Liberty Canyon is a modest, middle-class neighborhood developed in the early 1970s in the foothills of the Santa Monica Mountains at the western end of the San Fernando Valley — a stone’s throw from the wildlife corridor soon to start construction over the 101 Ventura Freeway.
It’s an enclave of 1950s patriotism and hospitality on streets named especially with Independence Day in mind — Patrick Henry Place, Jim Bowie Road, Yankee and Defender drives — streets where mothers feel safe letting their kids play outside until dark, and families, young and old, look out for one another because that’s what neighbors do.
It’s a throwback to the days when the San Fernando Valley had hundreds of neighborhoods like this. Days of potlucks and cul-de-sac parties where original owners who bought their homes for $30,000 offered some local history to young couples who paid twenty times that for the same home today.
They had been looking for months to find this kind of neighborhood to raise their children in, and they wanted all the details. How did Liberty Canyon survive and thrive when so many other neighborhoods just succumbed to the changing times?
Liberty Canyon went back to its roots. It was built to honor Independence Day and that’s exactly what they were going to do every 4th of July. The neighborhood didn’t have a parade. The neighborhood was the parade.
Everybody was invited — kids, cats, dogs, chickens. Dads dusted off their old Mustangs and Corvettes in the garage to caravan in, and the fire department brought over one of its big rigs for the kids to sit in and hit the siren.
There’s a free ice cream truck, and boom boxes galore blaring out Neil Diamond’s “Coming to America.” At 10 a.m. sharp, everyone sings the “Star Spangled Banner” and, en masse, several hundred neighbors — many of them in costume — begin to walk slowly down Liberty Canyon Road waving their flags.
Past the park at the corner, onto Patrick Henry Place by the retired sheriff’s home with the Trump flag flying in his front yard, across the street from the retired nurse with the Biden placards.
There’s plenty of room for both in Liberty Canyon.
I’ve been living here since 1990. I came for the schools and stayed for the parade. I’ve watched young couples stretch their budgets to the extreme because this was the kind of neighborhood they wanted to raise their children in.
I’ve watched them cry when the 2008 housing bubble burst and they lost their homes. Some rented for a few years just to stay in the neighborhood, hoping maybe they could buy back in. They couldn’t afford it. Reluctantly, they moved away.
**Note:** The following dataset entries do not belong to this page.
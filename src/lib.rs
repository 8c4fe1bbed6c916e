pub mod buffer_pool;
pub mod chirp;
pub mod config;
pub mod connection;
pub mod error;
pub mod hooks;
pub mod message;
mod notify;
pub mod protocol;
pub mod reader;
pub mod remote;
pub mod serializer;
pub mod tls;
pub mod transport;
pub mod writer;

pub use chirp::{Chirp, ChirpHandle};
pub use config::Config;
pub use error::{ChirpError, Result};
pub use hooks::{DefaultHooks, Hooks};
pub use message::{Message, MsgFlags, SendResult};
I’ve watched neighbors sell high and move to states where they could buy a mansion for the price they were getting here for their home. A year or two later, they’d be back, ostensibly visiting, checking out what the new owners have done with their old place — wishing they had never moved.
I wouldn’t call it greed, but it’s real close when money becomes more important than the quality of your life.
It’s going to be interesting to see if the wildlife corridor will have any affect on the neighborhood. Some of the neighbors are afraid of waking up and having a mountain lion drop by for breakfast one morning.
I’ve already had a few bobcats and one mountain lion foraging in my backyard for food and water during an extended heat spell. I figure they were here first, so I can live with it.
If you’re looking for a great 4th of July parade to march in with the kids on Monday morning, just take the Liberty Canyon off-ramp on the 101 Freeway and turn left if you’re coming from the San Fernando Valley.
Just keep going straight until you run into 1950.